I think a lot of people are probably just hoping... "Let's ask the PC enthusiasts, maybe they'll know something I don't." Everyone knows the answer, but I can TOTALLY understand hoping. My heart goes out to people really needing a build right now. It's a terrible time to get into... a lot of things. Basically anything material... especially tech, it seems. Really a multi-pronged illness, but I mean... you have a pandemic clogging logistics and development, making things scarcer and thus much more costly. And then on top of that, you have a whole bunch of people with a lot of spare time for hobbies. Those who had the money to fuel their newfound desperation for fulfillment, spent it. And here we are in the resulting stagnation.

Of course, so many other SPECIFIC factors involved. But I'm seeing this with so many hobby interests right now. Supply and demand is all over the place when it comes to cool stuff.


----------



## CoachRig (Jun 8, 2021)

lexluthermiester said:


> If you have a more recent system, a few upgrades might serve you better than a full build.
> Care to share what your systems specs are? It's easier to help you gauge an upgrade path if we know where you're at hardware wise.
> 
> Oh come now, you more than most know it's not as easy as that...

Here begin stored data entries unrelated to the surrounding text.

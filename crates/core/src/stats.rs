//! Run statistics collection and reporting.
//!
//! This module tracks what a driver run did. It provides:
//! 1. **Counts:** Model evaluations and trace samples.
//! 2. **Time:** Final simulated time and host wall-clock time.
//! 3. **Derived metrics:** Simulation rate in time units per host second.

use std::time::Instant;

use serde::Serialize;
use tracing::info;

use crate::common::{SimTime, TimeUnit};

/// Statistics for one driver run.
#[derive(Clone, Debug, Serialize)]
pub struct RunStats {
    #[serde(skip)]
    start_time: Instant,
    /// Number of `Model::eval` calls: the initial one plus one per loop iteration.
    pub evaluations: u64,
    /// Number of trace samples recorded (zero when tracing is off).
    pub samples: u64,
    /// Simulated time when the loop exited.
    pub sim_time: SimTime,
    /// Unit of `sim_time`.
    pub time_unit: TimeUnit,
    /// Host seconds between the start of the run and the end of finalization.
    pub wall_seconds: f64,
}

impl Default for RunStats {
    fn default() -> Self {
        Self {
            start_time: Instant::now(),
            evaluations: 0,
            samples: 0,
            sim_time: SimTime::ZERO,
            time_unit: TimeUnit::default(),
            wall_seconds: 0.0,
        }
    }
}

impl RunStats {
    /// Starts the wall clock for a new run.
    pub fn start(time_unit: TimeUnit) -> Self {
        Self {
            time_unit,
            ..Self::default()
        }
    }

    /// Freezes the wall-clock measurement.
    pub fn stop(&mut self) {
        self.wall_seconds = self.start_time.elapsed().as_secs_f64();
    }

    /// Returns simulated time units advanced per host second.
    ///
    /// Returns `0.0` for a run that took no measurable host time.
    pub fn rate(&self) -> f64 {
        if self.wall_seconds > 0.0 {
            self.sim_time.val() as f64 / self.wall_seconds
        } else {
            0.0
        }
    }

    /// Emits the statistics as one structured log event.
    pub fn log(&self) {
        let sim_time = format!("{} {}", self.sim_time, self.time_unit);
        let rate = format!("{:.0} {}/s", self.rate(), self.time_unit);
        info!(
            sim_time = %sim_time,
            evaluations = self.evaluations,
            samples = self.samples,
            host_seconds = self.wall_seconds,
            rate = %rate,
            "run statistics"
        );
    }

    /// Serializes the statistics as pretty-printed JSON.
    ///
    /// # Errors
    ///
    /// Returns the serializer error; in practice this cannot fail for this type.
    pub fn to_json(&self) -> serde_json::Result<String> {
        serde_json::to_string_pretty(self)
    }
}
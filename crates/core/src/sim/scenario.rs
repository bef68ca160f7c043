//! Built-in scenarios selectable with `+UVM_TESTNAME`.
//!
//! These are behavioral stand-ins so the driver binary can run, trace, and
//! time out without linking a generated model. Both are a free-running clock
//! with a cycle counter under `top`:
//! 1. **`heartbeat`:** Raises its finish flag once `+FINISH_AT` units have elapsed (default 100).
//! 2. **`hang`:** Never finishes; exercises the timeout path.

use tracing::{debug, info};

use crate::common::{ScenarioError, SimTime};
use crate::model::{Model, SignalDecl};
use crate::plusargs::PlusArgs;

/// Plusarg that names the scenario to run.
pub const TESTNAME_PLUSARG: &str = "UVM_TESTNAME";
/// Plusarg that sets the elapsed time at which `heartbeat` finishes.
pub const FINISH_AT_PLUSARG: &str = "FINISH_AT";
/// Scenario used when `+UVM_TESTNAME` is absent.
pub const DEFAULT_SCENARIO: &str = "heartbeat";
/// Registered scenario names.
pub const SCENARIOS: &[&str] = &["heartbeat", "hang"];

const DEFAULT_FINISH_AT: u64 = 100;

/// Builds the model selected by `args`.
///
/// # Arguments
///
/// * `args` - Forwarded process arguments.
///
/// # Errors
///
/// Returns `ScenarioError::UnknownTest` for an unregistered `+UVM_TESTNAME`
/// and `ScenarioError::InvalidPlusarg` for a non-numeric `+FINISH_AT`.
pub fn from_plusargs(args: &PlusArgs) -> Result<Box<dyn Model>, ScenarioError> {
    let name = args.value(TESTNAME_PLUSARG).unwrap_or(DEFAULT_SCENARIO);
    let model = match name {
        "heartbeat" => {
            let finish_at = args
                .parse_value::<u64>(FINISH_AT_PLUSARG)?
                .unwrap_or(DEFAULT_FINISH_AT);
            Heartbeat::finishing_at(finish_at)
        }
        "hang" => Heartbeat::free_running(),
        other => {
            return Err(ScenarioError::UnknownTest {
                name: other.to_string(),
                available: SCENARIOS.join(", "),
            });
        }
    };
    info!(scenario = name, "selected scenario");
    Ok(Box::new(model))
}

/// Free-running clock with a cycle counter.
///
/// `clk` follows bit 0 of simulated time, so there is one rising edge every
/// two units and `cycles` counts them.
#[derive(Debug, Clone, Default)]
pub struct Heartbeat {
    clk: bool,
    cycles: u64,
    finish_at: Option<u64>,
    finished: bool,
    finalized: bool,
}

impl Heartbeat {
    /// A heartbeat that never finishes.
    pub fn free_running() -> Self {
        Self::default()
    }

    /// A heartbeat that finishes once `elapsed` units have passed.
    ///
    /// The flag is raised by the evaluation at `elapsed - 1`, so the driver
    /// stops with its clock at `elapsed`. `0` and `1` both finish during the
    /// startup evaluation, which happens at time zero.
    pub fn finishing_at(elapsed: u64) -> Self {
        Self {
            finish_at: Some(elapsed),
            ..Self::default()
        }
    }

    /// Returns the number of rising clock edges seen.
    pub const fn cycles(&self) -> u64 {
        self.cycles
    }

    /// Returns `true` once `finalize` has run.
    pub const fn finalized(&self) -> bool {
        self.finalized
    }
}

impl Model for Heartbeat {
    fn eval(&mut self, now: SimTime) {
        let t = now.val();
        let clk = t & 1 == 1;
        if clk && !self.clk {
            self.cycles += 1;
        }
        self.clk = clk;

        let due = self
            .finish_at
            .is_some_and(|at| t.saturating_add(1) >= at);
        if due && !self.finished {
            debug!(time = t, "heartbeat requesting finish");
            self.finished = true;
        }
    }

    fn got_finish(&self) -> bool {
        self.finished
    }

    fn finalize(&mut self) {
        self.finalized = true;
        info!(cycles = self.cycles, finished = self.finished, "heartbeat final");
    }

    fn signals(&self) -> Vec<SignalDecl> {
        vec![
            SignalDecl::new("top.clk", 1),
            SignalDecl::new("top.hb.cycles", 32),
            SignalDecl::new("top.hb.finished", 1),
        ]
    }

    fn sample(&self, values: &mut Vec<u64>) {
        values.extend([
            u64::from(self.clk),
            self.cycles,
            u64::from(self.finished),
        ]);
    }
}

My starting point is so unacceptable I'm deciding I just need to start fresh. I have a computer that just barely handles the work I do and it is built in a case that is like 1.5 feet tall and 1.5 feet deep, it was just enough to get me working lol.



welly321 said:


> If you have a GPU already, its a great time to build a computer. There are some awesome CPUs out right now. I am still rocking an i7 7700k with a 3060ti but I am planning to build a new computer soon and just reuse my GPU. The 5 series AMD processors are excellent and have better thermals than the equivalent intel processors.


Great insight, thank you


----------



## lexluthermiester (Jun 8, 2021)

CoachRig said:


> My starting point is so unacceptable I'm deciding I just need to start fresh.


For giggles, give us a hint.


CoachRig said:


> I have a computer that just barely handles the work I do and it is built in a case that is like 1.5 feet tall and 1.5 feet deep, it was just enough to get me working lol.


Interesting.


----------



## pantherx12 (Jun 8, 2021)

Honestly it's cheaper to get a reputable company to build for you at the moment.

Their prices are inflated but atleast an rtx 3070 will only cost £750 to £800 not £1250.


----------



## X71200 (Jun 8, 2021)

AusWolf said:


> Besides, the 3600 (non-X) comes with the Stealth, not the Prism.



Because it also pulls a lot less power. Surely those at AMD understand more about this than you do.


----------



## AusWolf (Jun 8, 2021)

X71200 said:


> Because it also pulls a lot less power. Surely those at AMD understand more about this than you do.


Less than the 3900X, not less than any other 6/8-core 65 W TDP Ryzen. All of them max out their 88 W PPT, but only the 3600 comes with the inferior cooler for some reason.

"Because it also pulls a lot less power."  - would have been a perfectly acceptable answer. You won't appear any smarter by comparing my knowledge to that of AMD engineers. Just saying.


----------



## X71200 (Jun 8, 2021)

AusWolf said:


> Less than the 3900X, not less than any other 6/8-core 65 W TDP Ryzen. All of them max out their 88 W PPT, but only the 3600 comes with the inferior cooler for some reason.
> 
> "Because it also pulls a lot less power."  - would have been a perfectly acceptable answer. You won't appear any smarter by comparing my knowledge to that of AMD engineers. Just saying.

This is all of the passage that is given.